HI Team,
We are running a HCI system with 4 nodes, 64GB RAM and 500GB hard disk on each node. The file system is a share from HNAS consisting of around 170 million files. The workflow is running very slow and HCI 4 node cluster is not able to scan even 100K files per hour. Whereas servers utilisation is not going beyond 20-30% and lot of resources are free on servers. Initially the workflow was talking bunch of 10000+ documents, and scanning 1M files / Hour. Now its reduced to less than 1000 files as batch and taking minimum 12 hours to scan 1M files. We faced the issue before and logged a case earlier but the issue is not resolved.

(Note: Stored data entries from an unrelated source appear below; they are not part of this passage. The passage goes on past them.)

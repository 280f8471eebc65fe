//! Presentation-level derivations of session state.
//!
//! Frontends render from these instead of re-deriving thresholds, so the
//! terminal UI and the simulation harness agree on what the screen shows.

use std::time::Duration;

use hawkins_core::Timestamp;

use crate::Session;

/// Letters on the wall, one string per row.
pub const WALL_ROWS: [&str; 3] = ["ABCDEFGH", "IJKLMNOPQ", "RSTUVWXYZ"];

/// Sanity below which the rift warning shows.
pub const RIFT_WARNING_BELOW: u32 = 30;

/// Sanity at or below which the screen bleeds.
pub const BLOOD_AT_OR_BELOW: u32 = 15;

/// How long the possession screen stays pitch black before the reveal.
pub const BLACKOUT: Duration = Duration::from_secs(3);

/// Coarse sanity classification shown next to the meter.
#[derive(Debug, Clone, Copy, PartialEq, Eq)]
pub enum SanityBand {
    /// 70 and above.
    Stable,
    /// 40 to 69.
    Unstable,
    /// 1 to 39.
    Critical,
    /// Zero.
    Possessed,
}

impl SanityBand {
    /// Classify a sanity value.
    pub fn of(sanity: u32) -> Self {
        match sanity {
            70.. => Self::Stable,
            40..=69 => Self::Unstable,
            1..=39 => Self::Critical,
            0 => Self::Possessed,
        }
    }

    /// Label shown next to the meter.
    pub fn label(self) -> &'static str {
        match self {
            Self::Stable => "STABLE",
            Self::Unstable => "UNSTABLE",
            Self::Critical => "CRITICAL - DEMOGORGON PROXIMITY",
            Self::Possessed => "POSSESSED",
        }
    }
}

/// Soundtrack volumes in `[0, 1]`.
#[derive(Debug, Clone, Copy, PartialEq)]
pub struct AmbienceMix {
    /// Theme music volume.
    pub anthem: f32,
    /// Upside-down ambience volume.
    pub ambience: f32,
}

impl AmbienceMix {
    /// Crossfade toward the ambience as sanity falls under 30.
    pub fn for_sanity(sanity: u32, possessed: bool) -> Self {
        if possessed {
            return Self { anthem: 0.0, ambience: 0.8 };
        }
        if sanity <= 30 {
            let ratio = (30 - sanity) as f32 / 30.0;
            return Self { anthem: 0.4 * (1.0 - ratio), ambience: (0.6 * ratio).min(1.0) };
        }
        Self { anthem: 0.4, ambience: 0.0 }
    }
}

/// Bulb tint, cycling along the wall.
#[derive(Debug, Clone, Copy, PartialEq, Eq)]
pub enum BulbColor {
    /// Red.
    Red,
    /// Orange.
    Orange,
    /// Yellow.
    Yellow,
    /// Green.
    Green,
    /// Blue.
    Blue,
    /// Pink.
    Pink,
}

impl BulbColor {
    const CYCLE: [Self; 6] =
        [Self::Red, Self::Orange, Self::Yellow, Self::Green, Self::Blue, Self::Pink];

    /// Tint of the bulb for `letter`. `None` if the wall has no such bulb.
    pub fn of(letter: char) -> Option<Self> {
        let index = wall_index(letter)?;
        Some(Self::CYCLE[index % Self::CYCLE.len()])
    }
}

/// Position of `letter` along the wall, row by row.
pub fn wall_index(letter: char) -> Option<usize> {
    WALL_ROWS.iter().flat_map(|row| row.chars()).position(|c| c == letter)
}

/// Whether the rift warning shows.
pub fn rift_warning<I: Timestamp>(session: &Session<I>) -> bool {
    let sanity = session.sanity();
    !session.is_possessed() && sanity > 0 && sanity < RIFT_WARNING_BELOW
}

/// Whether the screen bleeds.
pub fn blood_overlay<I: Timestamp>(session: &Session<I>) -> bool {
    !session.is_possessed() && session.sanity() <= BLOOD_AT_OR_BELOW
}

/// Whether the possession screen has passed its blackout.
pub fn possession_revealed<I: Timestamp>(session: &Session<I>, now: I) -> bool {
    session.possession_elapsed(now).is_some_and(|elapsed| elapsed >= BLACKOUT)
}

/// Whole seconds left in the possession, rounded up.
pub fn seconds_remaining<I: Timestamp>(session: &Session<I>, now: I) -> Option<u64> {
    session.possession_remaining(now).map(|left| left.as_millis().div_ceil(1000) as u64)
}

/// Hint line for the secret sequence.
///
/// While lucid, the matched prefix (`CODE: ↑ ↑`) or nothing. While possessed,
/// `GATE CLOSING: [n/10]`.
pub fn sequence_hint<I: Timestamp>(session: &Session<I>) -> Option<String> {
    let progress = session.konami_progress();
    if session.is_possessed() {
        let total = session.konami_sequence().len();
        return Some(format!("GATE CLOSING: [{progress}/{total}]"));
    }
    if progress == 0 {
        return None;
    }
    let keys: Vec<String> =
        session.konami_sequence().iter().take(progress).map(|code| code.label()).collect();
    Some(format!("CODE: {}", keys.join(" ")))
}
//! Instants and periodic timers.
//!
//! Session logic is generic over [`Timestamp`] so it never reads a clock on
//! its own. Time is always passed in, which keeps every state machine pure.
//!
//! [`Periodic`] is the one scheduling primitive. It does not count ticks: each
//! poll compares `now` against a stored due time and re-arms relative to the
//! poll that fired. A late poll delays the next firing by the same amount but
//! never fires twice.

use std::{
    fmt::Debug,
    ops::{Add, Sub},
    time::Duration,
};

/// A monotonic point in time, real or virtual.
pub trait Timestamp:
    Copy + Ord + Debug + Send + Sync + Sub<Output = Duration> + Add<Duration, Output = Self>
{
    /// Time elapsed since `earlier`, or zero if `earlier` is in the future.
    fn saturating_since(self, earlier: Self) -> Duration {
        if self > earlier { self - earlier } else { Duration::ZERO }
    }
}

impl<T> Timestamp for T where
    T: Copy + Ord + Debug + Send + Sync + Sub<Output = Duration> + Add<Duration, Output = T>
{
}

/// Earliest of two optional deadlines.
pub fn earliest<I: Timestamp>(a: Option<I>, b: Option<I>) -> Option<I> {
    match (a, b) {
        (Some(a), Some(b)) => Some(a.min(b)),
        (a, None) => a,
        (None, b) => b,
    }
}

/// A self resynchronising periodic timer.
///
/// Disarmed timers never fire. Arming schedules the first firing one full
/// interval after the arming instant.
#[derive(Debug, Clone, Copy, PartialEq, Eq)]
pub struct Periodic<I> {
    interval: Duration,
    next_due: Option<I>,
}

impl<I: Timestamp> Periodic<I> {
    /// Create a disarmed timer.
    pub fn new(interval: Duration) -> Self {
        Self { interval, next_due: None }
    }

    /// Create a timer armed at `now`.
    pub fn armed(interval: Duration, now: I) -> Self {
        Self { interval, next_due: Some(now + interval) }
    }

    /// Arm the timer so it first fires at `now + interval`.
    ///
    /// Re-arming an armed timer restarts its period.
    pub fn arm(&mut self, now: I) {
        self.next_due = Some(now + self.interval);
    }

    /// Arm the timer to fire on the next poll.
    pub fn arm_immediately(&mut self, now: I) {
        self.next_due = Some(now);
    }

    /// Arm only if currently disarmed.
    pub fn ensure_armed(&mut self, now: I) {
        if self.next_due.is_none() {
            self.arm(now);
        }
    }

    /// Stop the timer.
    pub fn disarm(&mut self) {
        self.next_due = None;
    }

    /// Whether the timer is armed.
    pub fn is_armed(&self) -> bool {
        self.next_due.is_some()
    }

    /// Period between firings.
    pub fn interval(&self) -> Duration {
        self.interval
    }

    /// When the timer next fires. `None` if disarmed.
    pub fn next_due(&self) -> Option<I> {
        self.next_due
    }

    /// Returns `true` if the timer is due, re-arming it at `now + interval`.
    pub fn poll(&mut self, now: I) -> bool {
        match self.next_due {
            Some(due) if now >= due => {
                self.next_due = Some(now + self.interval);
                true
            },
            _ => false,
        }
    }
}

#[cfg(test)]
mod tests {
    use std::time::Instant;

    use super::*;

    const SECOND: Duration = Duration::from_secs(1);

    #[test]
    fn disarmed_timer_never_fires() {
        let start = Instant::now();
        let mut timer: Periodic<Instant> = Periodic::new(SECOND);

        assert!(!timer.poll(start + SECOND * 10));
        assert_eq!(timer.next_due(), None);
    }

    #[test]
    fn fires_once_per_interval() {
        let start = Instant::now();
        let mut timer = Periodic::armed(SECOND, start);

        assert!(!timer.poll(start + Duration::from_millis(999)));
        assert!(timer.poll(start + SECOND));
        assert!(!timer.poll(start + SECOND));
        assert!(timer.poll(start + SECOND * 2));
    }

    #[test]
    fn late_poll_delays_instead_of_double_firing() {
        let start = Instant::now();
        let mut timer = Periodic::armed(SECOND, start);

        // Three intervals were missed, but only one firing happens.
        let late = start + SECOND * 3 + Duration::from_millis(500);
        assert!(timer.poll(late));
        assert!(!timer.poll(late));
        assert_eq!(timer.next_due(), Some(late + SECOND));
    }

    #[test]
    fn arm_immediately_fires_on_next_poll() {
        let start = Instant::now();
        let mut timer = Periodic::new(SECOND);
        timer.arm_immediately(start);

        assert!(timer.poll(start));
        assert_eq!(timer.next_due(), Some(start + SECOND));
    }

    #[test]
    fn ensure_armed_keeps_existing_schedule() {
        let start = Instant::now();
        let mut timer = Periodic::armed(SECOND, start);
        timer.ensure_armed(start + Duration::from_millis(600));

        assert_eq!(timer.next_due(), Some(start + SECOND));
    }

    #[test]
    fn earliest_picks_minimum() {
        let start = Instant::now();
        let later = start + SECOND;

        assert_eq!(earliest(Some(start), Some(later)), Some(start));
        assert_eq!(earliest(None, Some(later)), Some(later));
        assert_eq!(earliest::<Instant>(None, None), None);
    }

    #[test]
    fn saturating_since_clamps_to_zero() {
        let start = Instant::now();
        let later = start + SECOND;

        assert_eq!(later.saturating_since(start), SECOND);
        assert_eq!(start.saturating_since(later), Duration::ZERO);
    }
}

taking the recommendations from the support team ,we tried doing some changes to the pipelines. Like we have removed most of the regex fields in date conversion stage, added many content_type fields in mime type detection stage etc... but none of these seem to give us consistent performance and the rate is very slow.
Going by this rate, it would take months for the customer's 170 million file FS to get scanned by HCI... Can anyone please suggest some workarounds or their recommendations if you have faced a similar situation before.
If you have opened a case for this, and it is not resolved, please have it escalated to Engineering.
Also please download the logs from all 4 servers and upload them to the case.
Some things to check:
1. Are these physical or virtual servers?
2. How much CPU (cores) does each server have?
3. Is the HNAS share mounted in the same path on all 4 nodes?
4. Are the nodes doing anything else? if they are virtual nodes can you verify what else is going on on that machine that might be causing this issue?
5. Are you seeing any document errors or task failures OR is the document processing rate simply decreasing?